» WORK TO BE COMPLETED
Check each line of the listing below for the string "SheetTab", and give only how many lines hold it.

» INFORMATION PROVIDED

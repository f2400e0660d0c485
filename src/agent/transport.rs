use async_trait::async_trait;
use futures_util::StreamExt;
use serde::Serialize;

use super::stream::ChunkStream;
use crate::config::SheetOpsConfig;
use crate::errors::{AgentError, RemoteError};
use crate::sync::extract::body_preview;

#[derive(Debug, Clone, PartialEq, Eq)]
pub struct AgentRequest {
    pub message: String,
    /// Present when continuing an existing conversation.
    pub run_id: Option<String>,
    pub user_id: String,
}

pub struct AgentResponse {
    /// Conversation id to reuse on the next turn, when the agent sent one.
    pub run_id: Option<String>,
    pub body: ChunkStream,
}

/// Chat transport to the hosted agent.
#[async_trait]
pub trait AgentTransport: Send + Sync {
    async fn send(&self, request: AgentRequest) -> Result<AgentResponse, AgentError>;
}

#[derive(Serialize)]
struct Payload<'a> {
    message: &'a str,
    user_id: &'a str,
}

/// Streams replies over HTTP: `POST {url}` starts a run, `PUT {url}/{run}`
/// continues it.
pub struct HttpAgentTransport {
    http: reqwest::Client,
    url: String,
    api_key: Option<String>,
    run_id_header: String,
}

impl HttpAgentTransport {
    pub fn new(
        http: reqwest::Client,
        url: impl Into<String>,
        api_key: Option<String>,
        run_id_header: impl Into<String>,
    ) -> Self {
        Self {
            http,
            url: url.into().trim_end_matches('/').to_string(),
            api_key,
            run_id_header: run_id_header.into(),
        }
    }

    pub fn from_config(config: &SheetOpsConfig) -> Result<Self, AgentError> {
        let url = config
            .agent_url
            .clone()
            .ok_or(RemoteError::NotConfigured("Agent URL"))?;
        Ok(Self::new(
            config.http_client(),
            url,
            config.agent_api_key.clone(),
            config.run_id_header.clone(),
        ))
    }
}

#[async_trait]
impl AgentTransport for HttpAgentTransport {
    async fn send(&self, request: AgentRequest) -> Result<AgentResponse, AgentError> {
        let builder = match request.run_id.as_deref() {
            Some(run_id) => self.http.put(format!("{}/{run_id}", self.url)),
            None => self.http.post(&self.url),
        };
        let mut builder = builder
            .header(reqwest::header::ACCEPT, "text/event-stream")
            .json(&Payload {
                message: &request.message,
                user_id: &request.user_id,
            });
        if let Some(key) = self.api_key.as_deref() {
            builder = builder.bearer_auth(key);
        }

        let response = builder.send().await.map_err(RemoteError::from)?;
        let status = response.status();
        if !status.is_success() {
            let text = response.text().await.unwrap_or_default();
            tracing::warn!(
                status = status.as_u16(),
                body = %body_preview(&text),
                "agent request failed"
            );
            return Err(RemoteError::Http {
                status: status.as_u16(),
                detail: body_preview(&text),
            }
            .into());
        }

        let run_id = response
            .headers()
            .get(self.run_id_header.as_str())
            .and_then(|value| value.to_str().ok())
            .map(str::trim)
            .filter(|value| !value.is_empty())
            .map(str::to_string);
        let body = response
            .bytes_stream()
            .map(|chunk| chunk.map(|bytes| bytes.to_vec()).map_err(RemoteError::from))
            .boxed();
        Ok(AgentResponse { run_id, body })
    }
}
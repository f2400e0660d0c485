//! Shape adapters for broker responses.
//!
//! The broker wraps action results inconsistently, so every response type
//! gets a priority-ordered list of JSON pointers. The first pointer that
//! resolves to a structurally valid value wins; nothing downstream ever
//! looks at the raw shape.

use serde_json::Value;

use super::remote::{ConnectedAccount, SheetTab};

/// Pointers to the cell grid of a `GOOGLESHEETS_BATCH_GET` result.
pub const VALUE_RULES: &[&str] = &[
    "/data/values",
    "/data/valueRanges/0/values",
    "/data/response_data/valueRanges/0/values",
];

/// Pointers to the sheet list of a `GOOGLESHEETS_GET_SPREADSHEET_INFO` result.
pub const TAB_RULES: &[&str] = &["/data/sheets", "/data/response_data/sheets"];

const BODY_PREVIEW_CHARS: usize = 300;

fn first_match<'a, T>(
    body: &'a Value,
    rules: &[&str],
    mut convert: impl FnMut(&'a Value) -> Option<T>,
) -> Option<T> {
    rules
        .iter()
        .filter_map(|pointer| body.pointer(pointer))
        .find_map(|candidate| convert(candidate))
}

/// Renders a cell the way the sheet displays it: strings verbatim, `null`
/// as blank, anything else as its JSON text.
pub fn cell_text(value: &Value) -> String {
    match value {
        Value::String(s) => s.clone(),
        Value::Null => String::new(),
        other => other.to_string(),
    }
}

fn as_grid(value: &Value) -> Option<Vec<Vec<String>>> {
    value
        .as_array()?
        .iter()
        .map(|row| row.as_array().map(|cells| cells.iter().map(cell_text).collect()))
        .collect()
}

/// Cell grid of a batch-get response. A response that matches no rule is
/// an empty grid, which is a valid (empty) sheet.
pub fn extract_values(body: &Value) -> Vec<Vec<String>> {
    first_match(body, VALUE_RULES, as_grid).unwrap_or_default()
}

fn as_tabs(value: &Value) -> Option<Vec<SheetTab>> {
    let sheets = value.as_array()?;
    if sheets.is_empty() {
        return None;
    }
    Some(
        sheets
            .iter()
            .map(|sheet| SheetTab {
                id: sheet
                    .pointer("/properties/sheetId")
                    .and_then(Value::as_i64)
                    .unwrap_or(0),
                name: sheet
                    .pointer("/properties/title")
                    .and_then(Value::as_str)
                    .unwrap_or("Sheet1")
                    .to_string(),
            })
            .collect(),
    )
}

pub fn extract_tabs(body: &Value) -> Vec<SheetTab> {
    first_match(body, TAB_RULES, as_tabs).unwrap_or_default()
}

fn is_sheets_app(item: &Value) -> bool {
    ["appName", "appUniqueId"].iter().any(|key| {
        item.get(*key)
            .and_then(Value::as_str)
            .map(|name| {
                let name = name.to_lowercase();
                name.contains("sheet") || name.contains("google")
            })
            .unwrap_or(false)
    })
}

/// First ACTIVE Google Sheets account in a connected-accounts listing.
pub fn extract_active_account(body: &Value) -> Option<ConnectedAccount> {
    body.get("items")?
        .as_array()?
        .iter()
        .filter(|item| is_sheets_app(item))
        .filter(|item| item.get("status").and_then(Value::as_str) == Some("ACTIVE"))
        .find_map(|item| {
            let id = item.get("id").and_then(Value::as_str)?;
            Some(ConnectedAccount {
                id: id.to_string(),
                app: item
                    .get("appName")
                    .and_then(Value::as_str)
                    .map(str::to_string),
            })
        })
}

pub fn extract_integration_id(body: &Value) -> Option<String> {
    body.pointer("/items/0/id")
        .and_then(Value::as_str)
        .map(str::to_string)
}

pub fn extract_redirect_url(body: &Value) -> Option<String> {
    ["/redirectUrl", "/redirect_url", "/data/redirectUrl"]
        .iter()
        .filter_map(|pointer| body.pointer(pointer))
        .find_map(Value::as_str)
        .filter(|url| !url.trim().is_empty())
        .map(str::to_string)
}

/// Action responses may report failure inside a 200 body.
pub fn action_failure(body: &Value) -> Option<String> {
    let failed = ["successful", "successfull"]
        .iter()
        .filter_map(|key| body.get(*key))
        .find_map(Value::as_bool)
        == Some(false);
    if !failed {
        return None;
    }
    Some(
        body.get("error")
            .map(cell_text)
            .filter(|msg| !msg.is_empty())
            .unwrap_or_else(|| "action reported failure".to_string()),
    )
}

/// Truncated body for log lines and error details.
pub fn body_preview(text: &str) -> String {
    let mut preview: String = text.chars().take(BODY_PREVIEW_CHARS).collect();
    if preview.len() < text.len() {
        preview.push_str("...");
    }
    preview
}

» YOUR RESPONSE
4